Lastly, none of the people or dynamics in the system are static.
The linked interactive tool was very cool. However, I'm increasingly skeptical of these types of analyses as they generally are forced to ignore most of the complexity of the real world.
EDIT: I completely forgot about technology... things like the internet which completely change the nature of an interaction between people, or apps that mediate or flavor in-person interactions in ways that society has never seen before.
We like to think we are complex, free-will wielding creatures capable of doing complex and unpredictable things.
It's striking to see how simple we really are and honestly - how easy it is to explain how we behave. I get it - this is a simulation and it leaves out alot of colors to human behavior. But it is the essence of our value-oriented decision making and really quite sad that a better world is actually? quite easy to make.
I think software has the potential to create that world. I propose the creation of a formal group dedicated to exactly such a purpose.
More reading on this: There is a paper by David Axelrod and W.D. Hamilton called "The Evolution of Cooperation". There is also a book by Axelrod of the same name.
The little animated chums strike me be as a bit too cute.
One has to take care to not anthropomorphize models. Even models ostensibly created to model aspects of human behavior, such game theoretic models.

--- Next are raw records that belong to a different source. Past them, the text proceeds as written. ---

use std::collections::{HashMap, HashSet};
use std::io::Write;

use crate::error::Result;
use crate::models::{Project, SURVEY_QUESTIONS};

fn fill<T: Clone>(target: &mut Option<T>, fallback: &Option<T>) {
    if target.is_none() {
        target.clone_from(fallback);
    }
}

/// Lays a user-added row over the baseline row of the same name. The user
/// row wins wherever it has a value. Survey answers are stored as a full
/// snapshot, so the user row's answers are taken as they are.
fn overlay(mut user: Project, base: &Project) -> Project {
    fill(&mut user.state, &base.state);
    fill(&mut user.county, &base.county);
    fill(&mut user.facility_type, &base.facility_type);
    fill(&mut user.status, &base.status);
    fill(&mut user.latitude, &base.latitude);
    fill(&mut user.longitude, &base.longitude);
    fill(&mut user.size_mw_ac, &base.size_mw_ac);
    fill(&mut user.size_mw_dc, &base.size_mw_dc);
    fill(&mut user.sentiment_detail, &base.sentiment_detail);
    fill(&mut user.moratoria, &base.moratoria);
    fill(&mut user.recent_projects, &base.recent_projects);
    fill(&mut user.opposition_notes, &base.opposition_notes);
    user
}

/// Builds the unified table: baseline rows in file order (replaced by a
/// user row of the same name), then the remaining user rows, with every
/// tombstoned name dropped. Each name appears at most once.
pub fn merge(baseline: &[Project], user: Vec<Project>, tombstones: &HashSet<String>) -> Vec<Project> {
    let mut user_by_name: HashMap<String, Project> = HashMap::new();
    let mut user_order = Vec::new();
    for project in user {
        if user_by_name.contains_key(&project.name) {
            continue;
        }
        user_order.push(project.name.clone());
        user_by_name.insert(project.name.clone(), project);
    }

    let mut merged = Vec::with_capacity(baseline.len() + user_by_name.len());
    for base in baseline {
        if tombstones.contains(&base.name) {
            user_by_name.remove(&base.name);
            continue;
        }
        match user_by_name.remove(&base.name) {
            Some(user) => merged.push(overlay(user, base)),
            None => merged.push(base.clone()),
        }
    }

    for name in user_order {
        if tombstones.contains(&name) {
            continue;
        }
        if let Some(project) = user_by_name.remove(&name) {
            merged.push(project);
        }
    }
    merged
}

const BASE_COLUMNS: [&str; 14] = [
    "Project",
    "State",
    "County",
    "Type",
    "Status",
    "Latitude",
    "Longitude",
    "System Size (MW AC)",
    "System Size (MW DC)",
    "Sentiment",
    "Sentiment Detail",
    "Mentions of Moratoria",
    "Recent Projects",
    "Opposition Notes",
];

/// Display labels of the unified table; survey columns carry the full
/// question text.
pub fn column_labels() -> Vec<&'static str> {
    BASE_COLUMNS
        .iter()
        .copied()
        .chain(SURVEY_QUESTIONS.iter().map(|q| q.prompt))
        .collect()
}

fn display_row(project: &Project) -> Vec<String> {
    let text = |v: &Option<String>| v.clone().unwrap_or_default();
    let num = |v: Option<f64>| v.map(|n| n.to_string()).unwrap_or_default();

    let mut row = vec![
        project.name.clone(),
        text(&project.state),
        text(&project.county),
        text(&project.facility_type),
        text(&project.status),
        num(project.latitude),
        num(project.longitude),
        num(project.size_mw_ac),
        num(project.size_mw_dc),
        project.sentiment.label().to_string(),
        text(&project.sentiment_detail),
        text(&project.moratoria),
        text(&project.recent_projects),
        text(&project.opposition_notes),
    ];
    row.extend(project.survey.iter().map(|a| a.unwrap_or_default().to_string()));
    row
}

/// Writes the unified table as CSV with display labels.
pub fn write_csv<W: Write>(projects: &[Project], writer: W) -> Result<()> {
    let mut out = csv::Writer::from_writer(writer);
    out.write_record(column_labels())?;
    for project in projects {
        out.write_record(display_row(project))?;
    }
    out.flush()?;
    Ok(())
}

#[cfg(test)]
mod tests {
    use super::*;
    use crate::dataset::baseline::sample_projects;
    use crate::models::{Origin, Sentiment, SurveyAnswers};

    fn user(name: &str) -> Project {
        let mut project = Project::new(name, Origin::UserAdded);
        project.state = Some("NM".to_string());
        project
    }

    #[test]
    fn tombstone_hides_and_restore_brings_back_unchanged() {
        let baseline = sample_projects();
        let tombstones = HashSet::from(["Sample Project 1".to_string()]);

        let hidden = merge(&baseline, vec![], &tombstones);
        assert!(hidden.iter().all(|p| p.name != "Sample Project 1"));
        assert_eq!(hidden.len(), 1);

        let restored = merge(&baseline, vec![], &HashSet::new());
        let back = restored
            .iter()
            .find(|p| p.name == "Sample Project 1")
            .unwrap();
        assert_eq!(back, &baseline[0]);
        assert_eq!(back.state.as_deref(), Some("CA"));
    }

    #[test]
    fn tombstone_applies_to_user_rows_too() {
        let tombstones = HashSet::from(["High Desert Solar".to_string()]);
        let merged = merge(&[], vec![user("High Desert Solar"), user("Ridge")], &tombstones);
        let names: Vec<_> = merged.iter().map(|p| p.name.as_str()).collect();
        assert_eq!(names, vec!["Ridge"]);
    }

    #[test]
    fn user_row_overrides_baseline_of_same_name() {
        let baseline = sample_projects();
        let mut surveyed = Project::new("Sample Project 2", Origin::UserAdded);
        surveyed.sentiment = Sentiment::Bad;
        surveyed.survey = SurveyAnswers::from_values(["Organized opposition"]);

        let merged = merge(&baseline, vec![surveyed, user("Sample Project 2")], &HashSet::new());
        assert_eq!(merged.len(), 2);

        let row = &merged[1];
        assert_eq!(row.origin, Origin::UserAdded);
        assert_eq!(row.sentiment, Sentiment::Bad);
        assert_eq!(row.county.as_deref(), Some("Harris County"));
        assert_eq!(row.survey.get(0), Some("Organized opposition"));
    }

    #[test]
    fn cleared_survey_answer_stays_cleared() {
        let mut base = Project::new("Sample Project 1", Origin::Baseline);
        base.state = Some("CA".to_string());
        base.survey = SurveyAnswers::from_values(["Old baseline answer", "Glare"]);

        let mut edited = Project::new("Sample Project 1", Origin::UserAdded);
        edited.survey = SurveyAnswers::from_values(["", "Glare"]);

        let merged = merge(&[base], vec![edited], &HashSet::new());
        assert_eq!(merged.len(), 1);
        assert_eq!(merged[0].survey.get(0), None);
        assert_eq!(merged[0].survey.get(1), Some("Glare"));
        assert_eq!(merged[0].state.as_deref(), Some("CA"));
    }

    #[test]
    fn csv_export_uses_question_text_headers() {
        let mut buf = Vec::new();
        write_csv(&sample_projects(), &mut buf).unwrap();
        let text = String::from_utf8(buf).unwrap();
        let header = text.lines().next().unwrap();

        assert!(header.starts_with("Project,State,County"));
        assert!(header.contains("System Size (MW AC)"));
        assert!(header.contains("Did public opposition affect project timeline and to what degree?"));
        assert_eq!(text.lines().count(), 3);
    }
}
use std::collections::HashMap;
use std::path::Path;

use anyhow::Context;

use crate::error::Result;
use crate::models::Sentiment;

const DEFAULT_MORATORIA: &str = "No mentions of moratoria";

/// County-level sentiment pulled from a bulk county report.
#[derive(Debug, Clone, PartialEq)]
pub struct CountySentiment {
    pub sentiment: Sentiment,
    pub sentiment_detail: Option<String>,
    pub moratoria: Option<String>,
    pub recent_projects: Option<String>,
}

/// Looks up `county` in the first `spark_bulk_report_<STATE>_counties_*.csv`
/// under `reports_dir`. The county matches when the report's county cell
/// contains it, case-insensitively, with any " County" suffix dropped.
pub fn county_sentiment(reports_dir: &Path, state: &str, county: &str) -> Result<Option<CountySentiment>> {
    let pattern = reports_dir.join(format!(
        "spark_bulk_report_{}_counties_*.csv",
        state.trim().to_uppercase()
    ));
    let pattern = pattern.to_string_lossy();

    let mut files: Vec<_> = glob::glob(&pattern)?.filter_map(|entry| entry.ok()).collect();
    files.sort();
    let Some(file) = files.first() else {
        tracing::debug!("No county report matches {}", pattern);
        return Ok(None);
    };

    let lowered = county.trim().to_lowercase();
    let needle = lowered.strip_suffix(" county").unwrap_or(&lowered).trim();
    if needle.is_empty() {
        return Ok(None);
    }

    let mut reader = csv::Reader::from_path(file)
        .with_context(|| format!("opening county report {}", file.display()))?;
    let headers = reader.headers()?.clone();
    let columns: HashMap<&str, usize> = headers
        .iter()
        .enumerate()
        .map(|(i, h)| (h.trim_start_matches('\u{feff}').trim(), i))
        .collect();

    let Some(&county_col) = columns.get("County") else {
        tracing::warn!("County report {} has no County column", file.display());
        return Ok(None);
    };

    for record in reader.records() {
        let record = record?;
        let cell = record.get(county_col).unwrap_or_default().to_lowercase();
        if !cell.contains(needle) {
            continue;
        }

        let pick = |names: &[&str]| {
            names
                .iter()
                .find_map(|name| columns.get(name).and_then(|&i| record.get(i)))
                .map(str::trim)
                .filter(|v| !v.is_empty())
                .map(str::to_string)
        };

        tracing::info!("Matched county {} in {}", county, file.display());
        return Ok(Some(CountySentiment {
            sentiment: pick(&["Sentiment", "Overall_Sentiment"])
                .map(|s| Sentiment::parse(&s))
                .unwrap_or_default(),
            sentiment_detail: pick(&["Sentiment Detail", "Summary"]),
            moratoria: pick(&["Mentions of Moratoria", "Moratoria_Mentions"])
                .or_else(|| Some(DEFAULT_MORATORIA.to_string())),
            recent_projects: pick(&["Recent Projects", "Recent_Projects"]),
        }));
    }

    Ok(None)
}

#[cfg(test)]
mod tests {
    use super::*;
    use tokio_test::assert_ok;

    #[test]
    fn matches_county_without_suffix() {
        let dir = tempfile::tempdir().unwrap();
        std::fs::write(
            dir.path().join("spark_bulk_report_TX_counties_2025.csv"),
            "County,Overall_Sentiment,Summary,Recent_Projects\n\
             Travis County,GOOD,Supportive board,\n\
             Harris County,BAD,Packed hearings,Solar A; Wind B\n",
        )
        .unwrap();

        let found = county_sentiment(dir.path(), "tx", "Harris County")
            .unwrap()
            .unwrap();
        assert_eq!(found.sentiment, Sentiment::Bad);
        assert_eq!(found.sentiment_detail.as_deref(), Some("Packed hearings"));
        assert_eq!(found.moratoria.as_deref(), Some(DEFAULT_MORATORIA));
        assert_eq!(found.recent_projects.as_deref(), Some("Solar A; Wind B"));
    }

    #[test]
    fn preferred_columns_win_over_alternates() {
        let dir = tempfile::tempdir().unwrap();
        std::fs::write(
            dir.path().join("spark_bulk_report_CA_counties_a.csv"),
            "County,Sentiment,Overall_Sentiment,Mentions of Moratoria\n\
             Kern,MIXED,BAD,Six-month moratorium adopted\n",
        )
        .unwrap();

        let found = county_sentiment(dir.path(), "CA", "kern county")
            .unwrap()
            .unwrap();
        assert_eq!(found.sentiment, Sentiment::Mixed);
        assert_eq!(found.moratoria.as_deref(), Some("Six-month moratorium adopted"));
    }

    #[test]
    fn county_suffix_is_stripped_in_any_case() {
        let dir = tempfile::tempdir().unwrap();
        std::fs::write(
            dir.path().join("spark_bulk_report_CO_counties_x.csv"),
            "County,Sentiment\nWeld,BAD\n",
        )
        .unwrap();

        for query in ["weld county", "WELD COUNTY", " Weld County "] {
            let found = assert_ok!(county_sentiment(dir.path(), "co", query));
            assert_eq!(found.map(|c| c.sentiment), Some(Sentiment::Bad), "{query}");
        }
    }

    #[test]
    fn missing_report_or_county_is_none() {
        let dir = tempfile::tempdir().unwrap();
        assert!(assert_ok!(county_sentiment(dir.path(), "NV", "Clark")).is_none());

        std::fs::write(
            dir.path().join("spark_bulk_report_NV_counties_1.csv"),
            "County,Sentiment\nWashoe,GOOD\n",
        )
        .unwrap();
        assert!(assert_ok!(county_sentiment(dir.path(), "NV", "Clark")).is_none());
    }
}
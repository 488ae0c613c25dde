use serde::Deserialize;

/// One row of the restrictions CSV: a state or local law impeding deployment.
#[derive(Debug, Clone, PartialEq, Deserialize)]
pub struct Restriction {
    #[serde(rename = "Title", default)]
    pub title: String,
    #[serde(rename = "State", default)]
    pub state: String,
    #[serde(rename = "County", default)]
    pub county: Option<String>,
    #[serde(rename = "Type", default)]
    pub restriction_type: Option<String>,
    #[serde(rename = "Status", default)]
    pub status: Option<String>,
    #[serde(rename = "Year Adopted", default, deserialize_with = "csv::invalid_option")]
    pub year_adopted: Option<f64>,
    #[serde(rename = "Level", default)]
    pub level: Option<String>,
}

/// One row of the contested-projects CSV. `state` may list several codes
/// joined by '|'.
#[derive(Debug, Clone, PartialEq, Deserialize)]
pub struct ContestedProject {
    #[serde(rename = "Title", default)]
    pub title: String,
    #[serde(rename = "State", default)]
    pub state: String,
    #[serde(rename = "County", default)]
    pub county: Option<String>,
    #[serde(rename = "Type", default)]
    pub project_type: Option<String>,
    #[serde(rename = "Status", default)]
    pub status: Option<String>,
    #[serde(rename = "Capacity", default)]
    pub capacity: Option<String>,
    #[serde(rename = "Content", default)]
    pub content: Option<String>,
    #[serde(rename = "Year Cancelled", default, deserialize_with = "csv::invalid_option")]
    pub year_cancelled: Option<f64>,
    #[serde(rename = "Litigation", default)]
    pub litigation: Option<String>,
}

impl ContestedProject {
    pub fn states(&self) -> impl Iterator<Item = &str> {
        self.state.split('|').map(str::trim).filter(|s| !s.is_empty())
    }

    pub fn has_litigation(&self) -> bool {
        self.litigation.as_deref().map(str::trim) == Some("Yes")
    }

    /// Numeric capacity in MW when the cell holds a plain number.
    pub fn capacity_mw(&self) -> Option<f64> {
        self.capacity
            .as_deref()
            .and_then(|c| c.trim().parse::<f64>().ok())
            .filter(|c| c.is_finite())
    }
}
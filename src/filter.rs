use std::collections::BTreeSet;

use crate::models::{Project, Sentiment};

/// Number of rows listed under the map, selected project included.
pub const DISPLAY_CAP: usize = 20;

/// True when at least one of the eight survey answers is non-empty. Every
/// survey-presence check goes through here.
pub fn has_survey(project: &Project) -> bool {
    project
        .survey
        .iter()
        .any(|answer| answer.is_some_and(|a| !a.trim().is_empty()))
}

#[derive(Debug, Clone, Copy, PartialEq, Eq, Default)]
pub enum SurveyPresence {
    #[default]
    All,
    WithSurvey,
    WithoutSurvey,
}

impl SurveyPresence {
    pub fn cycle(&self) -> Self {
        match self {
            SurveyPresence::All => SurveyPresence::WithSurvey,
            SurveyPresence::WithSurvey => SurveyPresence::WithoutSurvey,
            SurveyPresence::WithoutSurvey => SurveyPresence::All,
        }
    }

    pub fn label(&self) -> &'static str {
        match self {
            SurveyPresence::All => "All",
            SurveyPresence::WithSurvey => "With survey",
            SurveyPresence::WithoutSurvey => "Without survey",
        }
    }

    fn matches(&self, project: &Project) -> bool {
        match self {
            SurveyPresence::All => true,
            SurveyPresence::WithSurvey => has_survey(project),
            SurveyPresence::WithoutSurvey => !has_survey(project),
        }
    }
}

/// Predicates over the unified table. Unset predicates match everything;
/// set ones compose with AND.
#[derive(Debug, Clone, Default, PartialEq)]
pub struct ProjectFilter {
    pub name_query: String,
    pub county_query: String,
    pub state: Option<String>,
    pub sentiment: Option<Sentiment>,
    pub facility_type: Option<String>,
    pub survey: SurveyPresence,
}

fn contains_ci(haystack: Option<&str>, needle: &str) -> bool {
    let needle = needle.trim();
    if needle.is_empty() {
        return true;
    }
    haystack.is_some_and(|h| h.to_lowercase().contains(&needle.to_lowercase()))
}

impl ProjectFilter {
    pub fn is_empty(&self) -> bool {
        *self == ProjectFilter::default()
    }

    pub fn matches(&self, project: &Project) -> bool {
        contains_ci(Some(&project.name), &self.name_query)
            && contains_ci(project.county.as_deref(), &self.county_query)
            && self
                .state
                .as_ref()
                .map_or(true, |s| project.state.as_ref() == Some(s))
            && self.sentiment.map_or(true, |s| project.sentiment == s)
            && self
                .facility_type
                .as_ref()
                .map_or(true, |t| project.facility_type.as_ref() == Some(t))
            && self.survey.matches(project)
    }

    pub fn apply<'a>(&self, projects: &'a [Project]) -> FilterResult<'a> {
        let rows: Vec<&Project> = projects.iter().filter(|p| self.matches(p)).collect();
        let count = rows.len();
        FilterResult { rows, count }
    }

    /// Short description of the active predicates for the status line.
    pub fn summary(&self) -> String {
        let mut parts = Vec::new();
        if !self.name_query.trim().is_empty() {
            parts.push(format!("name~\"{}\"", self.name_query.trim()));
        }
        if !self.county_query.trim().is_empty() {
            parts.push(format!("county~\"{}\"", self.county_query.trim()));
        }
        if let Some(state) = &self.state {
            parts.push(format!("state={state}"));
        }
        if let Some(sentiment) = self.sentiment {
            parts.push(format!("sentiment={sentiment}"));
        }
        if let Some(facility_type) = &self.facility_type {
            parts.push(format!("type={facility_type}"));
        }
        if self.survey != SurveyPresence::All {
            parts.push(self.survey.label().to_lowercase());
        }
        if parts.is_empty() {
            "no filters".to_string()
        } else {
            parts.join(", ")
        }
    }
}

#[derive(Debug, Clone)]
pub struct FilterResult<'a> {
    pub rows: Vec<&'a Project>,
    pub count: usize,
}

/// Distinct values offered by the exact-match selectors, sorted.
#[derive(Debug, Clone, Default, PartialEq)]
pub struct FilterOptions {
    pub states: Vec<String>,
    pub sentiments: Vec<Sentiment>,
    pub facility_types: Vec<String>,
}

pub fn options(projects: &[Project]) -> FilterOptions {
    let states: BTreeSet<_> = projects.iter().filter_map(|p| p.state.clone()).collect();
    let sentiments: BTreeSet<_> = projects.iter().map(|p| p.sentiment).collect();
    let types: BTreeSet<_> = projects
        .iter()
        .filter_map(|p| p.facility_type.clone())
        .collect();
    FilterOptions {
        states: states.into_iter().collect(),
        sentiments: sentiments.into_iter().collect(),
        facility_types: types.into_iter().collect(),
    }
}

/// Steps through `None` followed by each option, wrapping around.
pub fn cycle_option<T: Clone + PartialEq>(current: &Option<T>, options: &[T]) -> Option<T> {
    match current {
        None => options.first().cloned(),
        Some(value) => {
            let next = options.iter().position(|o| o == value).map(|i| i + 1);
            next.and_then(|i| options.get(i)).cloned()
        }
    }
}

/// Rows for the list under the map: the selected project first, then the
/// others in table order, capped at `DISPLAY_CAP`.
pub fn display_order<'a>(rows: &[&'a Project], selected: Option<&str>) -> Vec<&'a Project> {
    let mut ordered = Vec::with_capacity(DISPLAY_CAP.min(rows.len()));
    if let Some(name) = selected {
        if let Some(project) = rows.iter().find(|p| p.name == name) {
            ordered.push(*project);
        }
    }
    for project in rows {
        if ordered.len() >= DISPLAY_CAP {
            break;
        }
        if Some(project.name.as_str()) == selected {
            continue;
        }
        ordered.push(*project);
    }
    ordered
}

/// (with survey, without survey) counts for the survey editor listing.
pub fn survey_counts(projects: &[Project]) -> (usize, usize) {
    let with = projects.iter().filter(|p| has_survey(p)).count();
    (with, projects.len() - with)
}

#[cfg(test)]
mod tests {
    use super::*;
    use crate::models::{Origin, SurveyAnswers};

    fn project(name: &str, state: &str, sentiment: Sentiment) -> Project {
        let mut p = Project::new(name, Origin::Baseline);
        p.state = Some(state.to_string());
        p.sentiment = sentiment;
        p
    }

    fn five_rows() -> Vec<Project> {
        vec![
            project("Alpha", "TX", Sentiment::Bad),
            project("Bravo", "TX", Sentiment::Good),
            project("Charlie", "CA", Sentiment::Bad),
            project("Delta", "TX", Sentiment::Bad),
            project("Echo", "NM", Sentiment::Mixed),
        ]
    }

    #[test]
    fn state_and_sentiment_compose_with_and() {
        let rows = five_rows();
        let filter = ProjectFilter {
            state: Some("TX".to_string()),
            sentiment: Some(Sentiment::Bad),
            ..Default::default()
        };
        let result = filter.apply(&rows);
        assert_eq!(result.count, 2);
        let names: Vec<_> = result.rows.iter().map(|p| p.name.as_str()).collect();
        assert_eq!(names, vec!["Alpha", "Delta"]);
    }

    #[test]
    fn text_queries_are_case_insensitive_substrings() {
        let mut rows = five_rows();
        rows[2].county = Some("Kern County".to_string());
        let filter = ProjectFilter {
            name_query: "ARL".to_string(),
            county_query: "kern".to_string(),
            ..Default::default()
        };
        assert_eq!(filter.apply(&rows).count, 1);

        let filter = ProjectFilter {
            county_query: "kern".to_string(),
            ..Default::default()
        };
        // Rows without a county never match a county query.
        assert_eq!(filter.apply(&rows).count, 1);
    }

    #[test]
    fn survey_presence_is_three_valued() {
        let mut rows = five_rows();
        rows[0].survey = SurveyAnswers::from_values(["", "", "", "", "", "", "", "late"]);
        rows[1].survey.survey_q1 = Some("   ".to_string());

        assert!(has_survey(&rows[0]));
        assert!(!has_survey(&rows[1]));

        let with = ProjectFilter {
            survey: SurveyPresence::WithSurvey,
            ..Default::default()
        };
        let without = ProjectFilter {
            survey: SurveyPresence::WithoutSurvey,
            ..Default::default()
        };
        assert_eq!(with.apply(&rows).count, 1);
        assert_eq!(without.apply(&rows).count, 4);
        assert_eq!(survey_counts(&rows), (1, 4));
    }

    #[test]
    fn selected_project_listed_first_within_cap() {
        let rows: Vec<Project> = (0..30)
            .map(|i| project(&format!("P{i:02}"), "TX", Sentiment::NoData))
            .collect();
        let refs: Vec<&Project> = rows.iter().collect();

        let ordered = display_order(&refs, Some("P25"));
        assert_eq!(ordered.len(), DISPLAY_CAP);
        assert_eq!(ordered[0].name, "P25");
        assert_eq!(ordered[1].name, "P00");
        assert!(ordered.iter().filter(|p| p.name == "P25").count() == 1);

        let ordered = display_order(&refs, Some("missing"));
        assert_eq!(ordered[0].name, "P00");
    }

    #[test]
    fn options_are_sorted_and_distinct() {
        let opts = options(&five_rows());
        assert_eq!(opts.states, vec!["CA", "NM", "TX"]);
        assert_eq!(
            opts.sentiments,
            vec![Sentiment::Good, Sentiment::Mixed, Sentiment::Bad]
        );
        assert_eq!(cycle_option(&None, &opts.states), Some("CA".to_string()));
        assert_eq!(cycle_option(&Some("TX".to_string()), &opts.states), None);
    }
}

Anthropomorphism might induce people either to think there's more under the hood than there actually is, and thus lead them to a hold a wrong mental representation of the model, or to naively assume that it's conclusions are robust to specification changes by making the conclusions a bit too familiar, even though even somewhat simple model extensions might significantly change their behavior (e.g. going from single to repeated games, which makes cooperatives strategies viable).
Comparing tit-for-tat strategies with the Golden rule, while mixing in references toe the Christmas truce somehow seems to go in the opposite direction of being cautious regarding model interpretation.
> even though even somewhat simple model extensions might significantly change their behavior (e.g. going from single to repeated games, which makes cooperatives strategies viable).
He explicitly examines this in the application, did you not run through it? He actively encourages you to modify the rules and see how it changes the results.
I ran through it. I didn't suggest he didn't cover it. I just used it as a trivial example, because other readers supposedly also ran through it. Some other commenter suggested communication between agents as an extension, I could've used that if I knew what results from it.
Now I understand why globalisation is dangerous; if people start to favor short term relationships (both personal and business) with many different partners (smaller number of rounds <interactions> per match <lifetime>), then society will evolve to become full of cheaters.